Currently on my bucket list is a stay at the Budapest Corinthia, because this building sure is a looker:
Sofia, Bulgaria, has a fascinating history that dates back to the Roman era, and is also the only country in Europe that hasn’t changed its name since it was established (681 AD). History-buffs should definitely make their way over to National Institute of Archeology and the National Museum of History, some of Europe’s finest museums. Sofia is also known for its beautiful and ornate religious buildings, such as the Saint Sofia Church, Central Sofia Synagogue and Cathedral Saint Alexander Nevski.
Budget-savvy travelers will be pleased to find that Sofia is a city where you can find tremendous value, with many 4-star hotels for less than $100 per night. If you’re a fan of winter sports, Sofia is one of Europe’s low-key ski destinations with resorts such as Vitosha Mountain offering snowboarding and mountain biking as well as thrilling ski slopes.
Romania’s largest city and capital, Bucharest, is known for its glamorous palaces, wide boulevards, and picturesque Old Town, and is sometimes called the Paris of the East. The decades under communist rule made their mark, but the city has been steadily modernizing since the protests and reforms of the 1990s.
The heartbeat of Romania, its capital Bucharest, is not to be missed. Some of Bucharest’s most alluring attractions include the Palace of Parliament, the National Museum of Art, Revolution Square, and the Old Town, filled with charming old buildings, restaurants and shops. For those looking to escape the city, travel east a few hours toward the Black Sea and visit beach resorts that are entirely different than what we are used to.
And foodies rejoice — Bucharest has some of the best farm-to-table restaurants in Europe, and offers incredibly diverse menus. For local cuisine, be sure to try mici, sarmale, and ciorbă de burtă.
Portugal is missed far too often by those traveling through Europe. Lisbon is one of my favorite cities, and the charming streets, delicious food, incredible art scene and inviting people make Lisbon so memorable. Lisbon’s history goes back to the days when Portugal was a major world empire. You can explore some of this history at the Maritime Museum and Miradouro da Graca, which is one of the best places for amazing views of the whole city. Lisbon is also known for its vibrant nightlife and liberal social attitudes. Costa de Caparica is known as one of Europe’s best beaches, and one of my personal favorites is Guincho Beach in Cascais, which is just a short train ride from the city. For all the wine connoisseurs, definitely stop into a local bar that serves Vinho Verde (translates to ‘green wine’) on tap (you can thank me later).

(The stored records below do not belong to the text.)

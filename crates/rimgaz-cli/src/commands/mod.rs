// Module exports for CLI subcommands.
//
// Each module handles one subcommand; main.rs parses arguments and dispatches.

pub mod replay;
pub mod zones;
//! Structured logging setup for the telemetry services.
//!
//! # Environment Variables
//!
//! - `LOG_FORMAT`: Output format, either `json` (default) or `text`
//! - `RUST_LOG`: Log level filter (default: `info`)
//! - `SERVICE_NAME`: Service name reported at startup (optional)
//!
//! # Example
//!
//! ```no_run
//! use rimgaz_service_shared::logging::{LoggingConfig, init_logging};
//!
//! let config = LoggingConfig::from_env().with_service("positions");
//! init_logging(&config);
//! ```

use serde::{Deserialize, Serialize};
use tracing_subscriber::{fmt, prelude::*, EnvFilter};

/// Log output format.
#[derive(Debug, Clone, Copy, PartialEq, Eq, Serialize, Deserialize, Default)]
#[serde(rename_all = "lowercase")]
pub enum LogFormat {
    /// JSON structured logging (default, production).
    #[default]
    Json,
    /// Human-readable text logging (development).
    Text,
}

impl LogFormat {
    /// Parse log format from string.
    ///
    /// Accepts "json", "text", or "pretty" (alias for text).
    /// Returns `Json` for any other value.
    pub fn parse(s: &str) -> Self {
        match s.trim().to_lowercase().as_str() {
            "text" | "pretty" => LogFormat::Text,
            _ => LogFormat::Json,
        }
    }
}

/// Configuration for the logging system.
#[derive(Debug, Clone, Serialize, Deserialize)]
pub struct LoggingConfig {
    pub format: LogFormat,
    /// Log level filter (e.g., "info", "rimgaz_lib=debug").
    pub level: String,
    pub service: Option<String>,
}

impl Default for LoggingConfig {
    fn default() -> Self {
        Self {
            format: LogFormat::Json,
            level: "info".to_string(),
            service: None,
        }
    }
}

impl LoggingConfig {
    /// Create configuration from environment variables.
    pub fn from_env() -> Self {
        Self::from_lookup(|key| std::env::var(key).ok())
    }

    /// Create configuration from an arbitrary variable lookup.
    pub fn from_lookup<F>(lookup: F) -> Self
    where
        F: Fn(&str) -> Option<String>,
    {
        Self {
            format: lookup("LOG_FORMAT")
                .map(|v| LogFormat::parse(&v))
                .unwrap_or_default(),
            level: lookup("RUST_LOG").unwrap_or_else(|| "info".to_string()),
            service: lookup("SERVICE_NAME"),
        }
    }

    /// Set the service name unless one was configured explicitly.
    pub fn with_service(mut self, service: impl Into<String>) -> Self {
        self.service.get_or_insert_with(|| service.into());
        self
    }
}

/// Initialize the tracing subscriber with the given configuration.
///
/// Call once at startup. `RUST_LOG` in the environment wins over
/// [`LoggingConfig::level`] so operators can raise verbosity without a
/// redeploy.
///
/// # JSON Format (default)
///
/// ```json
/// {"timestamp":"2025-03-01T08:00:00Z","level":"INFO","fields":{"message":"position recorded","bus_id":1},"target":"rimgaz_service_positions"}
/// ```
pub fn init_logging(config: &LoggingConfig) {
    let filter =
        EnvFilter::try_from_default_env().unwrap_or_else(|_| EnvFilter::new(&config.level));

    let registry = tracing_subscriber::registry().with(filter);

    match config.format {
        LogFormat::Text => {
            registry.with(fmt::layer().pretty()).init();
        }
        LogFormat::Json => {
            let json_layer = fmt::layer()
                .json()
                .with_current_span(false)
                .with_span_list(false);

            registry.with(json_layer).init();
        }
    }

    if let Some(service) = &config.service {
        tracing::info!(service = %service, format = ?config.format, "logging initialized");
    }
}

Although Krakow has had a difficult history that includes the Nazi occupation and communist rule, its story is one of survival. Today, Krakow is establishing itself as a world-class European city with a vibrant nightlife and haven for local restaurants. Krakow also includes a rich selection of churches, museums and historic buildings — all of which come together for a harmonious blend of past and present. The main market square (Rynek) is especially rich for exploring and shopping, and right underneath it is the Rynek Underground Museum, a historical yet modern museum with interactive exhibits. Areas such as the Historic City Centre and Jewish District are great for walking, shopping and learning about architecture and history.